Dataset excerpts
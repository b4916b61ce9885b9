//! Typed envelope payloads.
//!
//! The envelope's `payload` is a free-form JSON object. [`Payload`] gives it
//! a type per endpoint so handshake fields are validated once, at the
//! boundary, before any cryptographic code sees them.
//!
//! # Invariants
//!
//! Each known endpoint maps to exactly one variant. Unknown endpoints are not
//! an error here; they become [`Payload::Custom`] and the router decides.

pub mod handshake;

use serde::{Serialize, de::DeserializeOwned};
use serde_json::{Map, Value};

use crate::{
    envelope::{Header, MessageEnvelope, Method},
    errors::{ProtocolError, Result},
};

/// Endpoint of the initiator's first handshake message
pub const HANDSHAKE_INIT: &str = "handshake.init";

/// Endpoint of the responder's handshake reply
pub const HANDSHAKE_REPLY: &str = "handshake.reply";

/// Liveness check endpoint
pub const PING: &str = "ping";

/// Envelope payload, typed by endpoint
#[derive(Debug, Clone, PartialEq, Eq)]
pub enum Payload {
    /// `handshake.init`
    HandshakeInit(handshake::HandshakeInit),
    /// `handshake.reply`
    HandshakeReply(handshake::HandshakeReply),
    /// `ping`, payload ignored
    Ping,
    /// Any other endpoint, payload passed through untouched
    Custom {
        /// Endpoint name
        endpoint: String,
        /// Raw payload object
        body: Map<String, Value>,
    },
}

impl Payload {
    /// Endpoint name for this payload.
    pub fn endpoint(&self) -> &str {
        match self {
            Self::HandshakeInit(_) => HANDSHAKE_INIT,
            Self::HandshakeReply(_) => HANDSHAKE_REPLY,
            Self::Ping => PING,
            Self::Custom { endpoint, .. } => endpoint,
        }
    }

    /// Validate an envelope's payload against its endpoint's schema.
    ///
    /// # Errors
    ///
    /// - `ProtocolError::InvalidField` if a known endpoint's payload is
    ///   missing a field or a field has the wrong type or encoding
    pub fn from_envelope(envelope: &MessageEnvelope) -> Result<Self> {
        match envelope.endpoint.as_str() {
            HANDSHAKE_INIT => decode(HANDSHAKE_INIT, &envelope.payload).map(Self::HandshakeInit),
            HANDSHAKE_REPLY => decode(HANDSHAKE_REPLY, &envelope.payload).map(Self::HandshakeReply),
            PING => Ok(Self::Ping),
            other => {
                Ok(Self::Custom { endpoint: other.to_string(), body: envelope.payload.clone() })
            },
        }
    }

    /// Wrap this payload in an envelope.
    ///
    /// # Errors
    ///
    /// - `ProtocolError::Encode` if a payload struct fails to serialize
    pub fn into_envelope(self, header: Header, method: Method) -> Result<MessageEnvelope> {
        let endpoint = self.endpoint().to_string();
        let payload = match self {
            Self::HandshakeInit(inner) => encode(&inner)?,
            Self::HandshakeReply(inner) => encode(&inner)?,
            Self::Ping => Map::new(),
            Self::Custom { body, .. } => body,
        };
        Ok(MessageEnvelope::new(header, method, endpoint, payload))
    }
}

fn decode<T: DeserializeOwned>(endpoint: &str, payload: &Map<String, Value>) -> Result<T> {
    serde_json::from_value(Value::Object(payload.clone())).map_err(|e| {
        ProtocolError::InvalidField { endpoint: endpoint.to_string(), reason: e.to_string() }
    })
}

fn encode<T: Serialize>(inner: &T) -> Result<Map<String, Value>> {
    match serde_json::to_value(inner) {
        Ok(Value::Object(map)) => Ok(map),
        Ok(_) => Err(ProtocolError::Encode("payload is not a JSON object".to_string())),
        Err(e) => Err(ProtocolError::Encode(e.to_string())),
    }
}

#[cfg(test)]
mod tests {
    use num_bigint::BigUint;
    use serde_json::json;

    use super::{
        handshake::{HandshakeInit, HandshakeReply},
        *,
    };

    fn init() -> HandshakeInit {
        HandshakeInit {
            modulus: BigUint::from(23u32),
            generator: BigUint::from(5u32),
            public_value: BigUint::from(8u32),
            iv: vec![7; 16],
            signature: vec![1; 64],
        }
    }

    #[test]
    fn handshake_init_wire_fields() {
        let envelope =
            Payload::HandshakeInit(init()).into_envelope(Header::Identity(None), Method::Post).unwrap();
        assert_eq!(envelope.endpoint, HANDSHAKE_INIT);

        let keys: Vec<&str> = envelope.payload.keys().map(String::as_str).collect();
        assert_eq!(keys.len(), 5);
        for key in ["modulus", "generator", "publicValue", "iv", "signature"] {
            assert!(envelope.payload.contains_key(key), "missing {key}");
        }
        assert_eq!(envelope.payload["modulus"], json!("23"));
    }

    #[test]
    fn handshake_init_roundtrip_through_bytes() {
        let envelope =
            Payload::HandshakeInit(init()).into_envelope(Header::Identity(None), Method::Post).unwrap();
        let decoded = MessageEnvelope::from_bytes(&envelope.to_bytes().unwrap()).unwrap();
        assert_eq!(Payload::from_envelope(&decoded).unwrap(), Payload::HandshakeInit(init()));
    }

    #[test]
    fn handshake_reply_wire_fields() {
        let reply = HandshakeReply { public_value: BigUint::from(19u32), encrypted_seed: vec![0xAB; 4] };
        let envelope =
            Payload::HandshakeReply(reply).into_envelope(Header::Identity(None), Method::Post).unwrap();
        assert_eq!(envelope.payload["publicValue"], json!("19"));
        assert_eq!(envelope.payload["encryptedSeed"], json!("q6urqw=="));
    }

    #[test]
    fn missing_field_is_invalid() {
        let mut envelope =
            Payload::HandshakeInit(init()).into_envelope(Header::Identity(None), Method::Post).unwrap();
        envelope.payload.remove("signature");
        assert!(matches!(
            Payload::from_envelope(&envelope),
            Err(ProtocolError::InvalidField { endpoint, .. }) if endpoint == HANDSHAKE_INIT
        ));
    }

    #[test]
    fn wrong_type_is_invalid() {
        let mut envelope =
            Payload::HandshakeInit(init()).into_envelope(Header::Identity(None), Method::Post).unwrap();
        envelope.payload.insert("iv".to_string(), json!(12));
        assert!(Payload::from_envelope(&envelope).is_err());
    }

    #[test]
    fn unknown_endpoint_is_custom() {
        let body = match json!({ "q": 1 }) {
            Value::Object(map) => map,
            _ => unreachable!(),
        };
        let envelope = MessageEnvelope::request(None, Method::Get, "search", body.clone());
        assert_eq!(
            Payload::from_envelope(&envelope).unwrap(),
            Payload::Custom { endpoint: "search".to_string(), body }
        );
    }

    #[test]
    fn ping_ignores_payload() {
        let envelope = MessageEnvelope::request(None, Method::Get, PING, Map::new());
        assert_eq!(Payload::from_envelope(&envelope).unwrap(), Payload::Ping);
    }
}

Exercise brief:
Which lines of the data include "inner"? Copy each of them.

Answer section:
            Self::HandshakeInit(inner) => encode(&inner)?,
            Self::HandshakeReply(inner) => encode(&inner)?,
fn encode<T: Serialize>(inner: &T) -> Result<Map<String, Value>> {
    match serde_json::to_value(inner) {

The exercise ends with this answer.